Assignment:
Search the data below for the word "ShortestPaths" and report how many lines contain it, with no added words.

----- Extracted entries

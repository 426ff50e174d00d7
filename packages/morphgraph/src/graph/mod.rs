//! The mutable, flag-constrained graph.
//!
//! A [`Graph`] owns its nodes and edges in generational arenas and keeps a
//! payload-to-node map, the morphology [`GraphFlags`] and an incremental
//! disjoint-set partition of its nodes.
//!
//! # Example
//!
//! ```rust
//! use morphgraph::{Graph, GraphFlags, EdgeOptions};
//!
//! let mut graph: Graph<&str> = Graph::new(GraphFlags::UNDIRECTED);
//! graph.add_edge_with("a", "b", EdgeOptions::weighted(2.0)).unwrap();
//! graph.add_edge_with("b", "c", EdgeOptions::weighted(3.0)).unwrap();
//!
//! assert!(graph.has_edge(&"c", &"b"));
//! assert_eq!(graph.nsubgraphs(), 1);
//!
//! let paths = graph.dijkstra_shortest_path(&"a").unwrap();
//! let c = graph.get_node(&"c").unwrap();
//! assert_eq!(paths.cost_to(c), Some(5.0));
//! ```

mod coloring;
mod edge;
mod morphology;
mod mutate;
mod node;
mod subgraphs;

#[cfg(test)]
mod morphology_tests;
#[cfg(test)]
mod subgraphs_tests;

pub use edge::{Edge, EdgeOptions};
pub use node::Node;

use indexmap::IndexMap;

use crate::algorithms::{self, ShortestPaths};
use crate::arena::Arena;
use crate::core::{EdgeId, GraphData, NodeId};
use crate::error::{GraphError, Result};
use crate::flags::GraphFlags;
use crate::interner::{AsNode, NodeInterner};
use crate::traits::GraphBase;
use crate::traversal::{BfsIterator, DfsIterator};

#[derive(Clone, Debug)]
pub struct Graph<K, L = ()>
where
    K: GraphData,
{
    pub(crate) nodes: Arena<NodeId, Node<K>>,
    pub(crate) edges: Arena<EdgeId, Edge<L>>,
    pub(crate) index: NodeInterner<K>,
    pub(crate) flags: GraphFlags,
}

impl<K: GraphData, L: Clone> Default for Graph<K, L> {
    fn default() -> Self {
        Self::new(GraphFlags::FREE)
    }
}

impl<K, L> Graph<K, L>
where
    K: GraphData,
    L: Clone,
{
    /// Creates an empty graph. The flags are closed under the implication
    /// rules before use.
    pub fn new(flags: GraphFlags) -> Self {
        Self {
            nodes: Arena::new(),
            edges: Arena::new(),
            index: NodeInterner::new(),
            flags: flags.normalized(),
        }
    }

    pub fn flags(&self) -> GraphFlags {
        self.flags
    }

    pub fn has_flag(&self, flag: GraphFlags) -> bool {
        self.flags.contains(flag)
    }

    pub fn nnodes(&self) -> usize {
        self.nodes.len()
    }

    pub fn nedges(&self) -> usize {
        self.edges.len()
    }

    pub fn is_empty(&self) -> bool {
        self.nodes.len() == 0
    }

    pub(crate) fn resolve(&self, node: impl AsNode<K>) -> Result<NodeId> {
        node.lookup(&self.index)
            .filter(|id| self.nodes.contains(*id))
            .ok_or_else(|| GraphError::NodeNotFound(node.describe()))
    }

    pub fn has_node(&self, node: impl AsNode<K>) -> bool {
        node.lookup(&self.index)
            .is_some_and(|id| self.nodes.contains(id))
    }

    pub fn get_node(&self, value: &K) -> Result<NodeId> {
        self.resolve(value)
    }

    pub fn node(&self, id: NodeId) -> Option<&Node<K>> {
        self.nodes.get(id)
    }

    pub fn value(&self, node: impl AsNode<K>) -> Result<&K> {
        let id = self.resolve(node)?;
        self.nodes
            .get(id)
            .map(|n| &n.value)
            .ok_or_else(|| GraphError::NodeNotFound(id.to_string()))
    }

    /// Node ids in insertion order.
    pub fn nodes(&self) -> impl Iterator<Item = NodeId> + '_ {
        self.index.ids()
    }

    pub fn node_values(&self) -> impl Iterator<Item = &K> + '_ {
        self.index.iter().map(|(k, _)| k)
    }

    pub fn edge(&self, id: EdgeId) -> Option<&Edge<L>> {
        self.edges.get(id)
    }

    pub fn edges(&self) -> impl Iterator<Item = (EdgeId, &Edge<L>)> + '_ {
        self.edges.iter()
    }

    pub fn edge_ids(&self) -> impl Iterator<Item = EdgeId> + '_ {
        self.edges.ids()
    }

    /// Whether `e` connects `from` to `to`. Undirected edges match either way round.
    fn edge_matches(edge: &Edge<L>, from: NodeId, to: NodeId) -> bool {
        (edge.from == from && edge.to == to)
            || (!edge.directed && edge.from == to && edge.to == from)
    }

    pub(crate) fn edges_between_ids(&self, from: NodeId, to: NodeId) -> Vec<EdgeId> {
        let Some(node) = self.nodes.get(from) else {
            return Vec::new();
        };
        node.edges
            .iter()
            .copied()
            .filter(|&e| {
                self.edges
                    .get(e)
                    .is_some_and(|edge| Self::edge_matches(edge, from, to))
            })
            .collect()
    }

    pub fn has_edge(&self, from: impl AsNode<K>, to: impl AsNode<K>) -> bool {
        match (self.resolve(from), self.resolve(to)) {
            (Ok(from), Ok(to)) => !self.edges_between_ids(from, to).is_empty(),
            _ => false,
        }
    }

    pub fn edges_between(&self, from: impl AsNode<K>, to: impl AsNode<K>) -> Result<Vec<EdgeId>> {
        let from = self.resolve(from)?;
        let to = self.resolve(to)?;
        Ok(self.edges_between_ids(from, to))
    }

    /// Edges that can be walked away from `node`.
    pub fn out_edges(&self, node: impl AsNode<K>) -> Result<Vec<EdgeId>> {
        let id = self.resolve(node)?;
        Ok(self
            .incident_edges(id)
            .filter(|&e| self.traverse(e, id).is_some())
            .collect())
    }

    /// Edges that can be walked into `node`.
    pub fn in_edges(&self, node: impl AsNode<K>) -> Result<Vec<EdgeId>> {
        let id = self.resolve(node)?;
        Ok(self
            .incident_edges(id)
            .filter(|&e| {
                self.edges
                    .get(e)
                    .is_some_and(|edge| edge.to == id || (!edge.directed && edge.from == id))
            })
            .collect())
    }

    /// Distinct nodes reachable from `node` through one edge.
    pub fn neighbors(&self, node: impl AsNode<K>) -> Result<Vec<NodeId>> {
        let id = self.resolve(node)?;
        let mut seen = Vec::new();
        for next in self.successors(id) {
            if !seen.contains(&next) {
                seen.push(next);
            }
        }
        Ok(seen)
    }

    pub fn nedges_of(&self, node: impl AsNode<K>) -> Result<usize> {
        let id = self.resolve(node)?;
        Ok(self.nodes.get(id).map_or(0, Node::nedges))
    }

    pub fn total_weight(&self) -> f64 {
        self.edges.iter().map(|(_, e)| e.weight).sum()
    }

    pub fn bfs(&self, start: impl AsNode<K>) -> Result<BfsIterator<'_, Self>> {
        let start = self.resolve(start)?;
        Ok(BfsIterator::new(self, start))
    }

    pub fn dfs(&self, start: impl AsNode<K>) -> Result<DfsIterator<'_, Self>> {
        let start = self.resolve(start)?;
        Ok(DfsIterator::new(self, start))
    }

    pub fn dijkstra_shortest_path(&self, source: impl AsNode<K>) -> Result<ShortestPaths> {
        let source = self.resolve(source)?;
        algorithms::dijkstra_shortest_path(self, source)
    }

    pub fn dijkstra_all_pairs_shortest_path(&self) -> Result<IndexMap<NodeId, ShortestPaths>> {
        algorithms::dijkstra_all_pairs_shortest_path(self)
    }

    pub fn reachable_subtree(&self, start: impl AsNode<K>) -> Result<Graph<K, L>> {
        let start = self.resolve(start)?;
        Ok(algorithms::reachable_subtree(self, start))
    }

    pub fn spanning_forest(&self) -> Graph<K, L> {
        algorithms::spanning_forest(self)
    }

    pub fn minimum_spanning_tree(&self) -> Result<Graph<K, L>> {
        algorithms::minimum_spanning_tree(self)
    }
}

impl<K, L> GraphBase for Graph<K, L>
where
    K: GraphData,
    L: Clone,
{
    fn order(&self) -> usize {
        self.nnodes()
    }

    fn size(&self) -> usize {
        self.nedges()
    }

    fn is_directed(&self) -> bool {
        self.flags.contains(GraphFlags::DIRECTED)
    }

    fn contains_node(&self, v: NodeId) -> bool {
        self.nodes.contains(v)
    }

    fn node_ids(&self) -> Box<dyn Iterator<Item = NodeId> + '_> {
        Box::new(self.nodes())
    }

    fn incident_edges(&self, v: NodeId) -> Box<dyn Iterator<Item = EdgeId> + '_> {
        Box::new(
            self.nodes
                .get(v)
                .into_iter()
                .flat_map(|node| node.edges.iter().copied()),
        )
    }

    fn traverse(&self, e: EdgeId, from: NodeId) -> Option<NodeId> {
        self.edges.get(e)?.traverse(from)
    }

    fn weight_of(&self, e: EdgeId) -> Option<f64> {
        self.edges.get(e).map(|edge| edge.weight)
    }
}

----------

Solution for this task:
3